Data extracted from a collection:
*****

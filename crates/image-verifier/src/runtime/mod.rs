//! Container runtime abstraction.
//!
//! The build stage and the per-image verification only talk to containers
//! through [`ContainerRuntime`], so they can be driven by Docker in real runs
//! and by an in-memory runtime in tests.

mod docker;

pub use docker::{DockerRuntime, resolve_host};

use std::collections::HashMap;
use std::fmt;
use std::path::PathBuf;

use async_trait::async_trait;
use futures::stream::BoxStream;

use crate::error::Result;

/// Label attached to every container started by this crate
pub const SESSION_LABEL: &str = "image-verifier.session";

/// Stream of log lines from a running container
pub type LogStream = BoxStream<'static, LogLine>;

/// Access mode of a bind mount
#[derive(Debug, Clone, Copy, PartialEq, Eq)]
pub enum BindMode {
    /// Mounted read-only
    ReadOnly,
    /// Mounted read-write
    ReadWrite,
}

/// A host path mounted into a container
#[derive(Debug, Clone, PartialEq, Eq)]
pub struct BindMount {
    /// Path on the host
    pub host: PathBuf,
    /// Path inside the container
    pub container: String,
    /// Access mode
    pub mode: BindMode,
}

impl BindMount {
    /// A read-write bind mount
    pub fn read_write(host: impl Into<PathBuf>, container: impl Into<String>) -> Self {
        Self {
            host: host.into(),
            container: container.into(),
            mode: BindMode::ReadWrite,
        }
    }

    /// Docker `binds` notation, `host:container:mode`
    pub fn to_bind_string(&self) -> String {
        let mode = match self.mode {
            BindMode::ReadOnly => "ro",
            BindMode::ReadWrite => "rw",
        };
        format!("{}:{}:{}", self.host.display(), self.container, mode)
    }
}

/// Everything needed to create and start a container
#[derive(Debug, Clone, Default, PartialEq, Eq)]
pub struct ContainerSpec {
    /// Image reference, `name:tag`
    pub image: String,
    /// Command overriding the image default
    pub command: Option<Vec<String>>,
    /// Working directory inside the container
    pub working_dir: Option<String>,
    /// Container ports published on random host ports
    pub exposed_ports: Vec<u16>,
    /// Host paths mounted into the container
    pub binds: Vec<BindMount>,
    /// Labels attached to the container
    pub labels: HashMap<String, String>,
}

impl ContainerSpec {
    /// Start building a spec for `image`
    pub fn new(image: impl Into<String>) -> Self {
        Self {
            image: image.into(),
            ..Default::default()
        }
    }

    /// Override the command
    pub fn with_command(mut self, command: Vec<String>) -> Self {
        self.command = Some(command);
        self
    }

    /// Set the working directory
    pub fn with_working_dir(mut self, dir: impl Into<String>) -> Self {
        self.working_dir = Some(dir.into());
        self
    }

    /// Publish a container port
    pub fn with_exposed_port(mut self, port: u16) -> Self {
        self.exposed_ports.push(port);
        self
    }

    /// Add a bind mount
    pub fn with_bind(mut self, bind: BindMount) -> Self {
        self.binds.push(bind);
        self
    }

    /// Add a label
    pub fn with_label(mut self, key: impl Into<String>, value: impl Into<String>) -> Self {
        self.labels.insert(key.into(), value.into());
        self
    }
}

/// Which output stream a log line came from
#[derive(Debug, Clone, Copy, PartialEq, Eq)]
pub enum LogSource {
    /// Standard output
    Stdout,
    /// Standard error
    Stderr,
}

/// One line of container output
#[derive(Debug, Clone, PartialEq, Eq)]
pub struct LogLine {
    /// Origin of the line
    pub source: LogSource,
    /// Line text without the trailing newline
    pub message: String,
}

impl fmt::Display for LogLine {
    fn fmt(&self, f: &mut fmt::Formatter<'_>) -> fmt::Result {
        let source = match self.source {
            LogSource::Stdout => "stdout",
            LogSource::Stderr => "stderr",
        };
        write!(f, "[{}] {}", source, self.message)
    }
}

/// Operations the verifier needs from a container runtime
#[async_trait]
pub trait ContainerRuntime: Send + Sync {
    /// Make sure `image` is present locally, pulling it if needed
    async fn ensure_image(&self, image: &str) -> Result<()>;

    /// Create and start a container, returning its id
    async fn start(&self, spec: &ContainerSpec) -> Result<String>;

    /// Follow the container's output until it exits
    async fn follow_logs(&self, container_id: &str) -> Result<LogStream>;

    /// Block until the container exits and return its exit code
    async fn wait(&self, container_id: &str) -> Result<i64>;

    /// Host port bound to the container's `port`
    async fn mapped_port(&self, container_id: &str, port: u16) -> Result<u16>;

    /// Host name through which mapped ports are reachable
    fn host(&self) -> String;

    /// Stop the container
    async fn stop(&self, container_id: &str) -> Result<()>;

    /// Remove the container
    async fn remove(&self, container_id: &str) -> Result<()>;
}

*****

*Task requirements:* Using the records above, set down exactly the lines from the one with "async fn start(&self, spec: &ContainerSpec)" through the one with "async fn stop(&self, container_id: &str)", inclusive, and nothing more.

*Task solution:*
    async fn start(&self, spec: &ContainerSpec) -> Result<String>;

    /// Follow the container's output until it exits
    async fn follow_logs(&self, container_id: &str) -> Result<LogStream>;

    /// Block until the container exits and return its exit code
    async fn wait(&self, container_id: &str) -> Result<i64>;

    /// Host port bound to the container's `port`
    async fn mapped_port(&self, container_id: &str, port: u16) -> Result<u16>;

    /// Host name through which mapped ports are reachable
    fn host(&self) -> String;

    /// Stop the container
    async fn stop(&self, container_id: &str) -> Result<()>;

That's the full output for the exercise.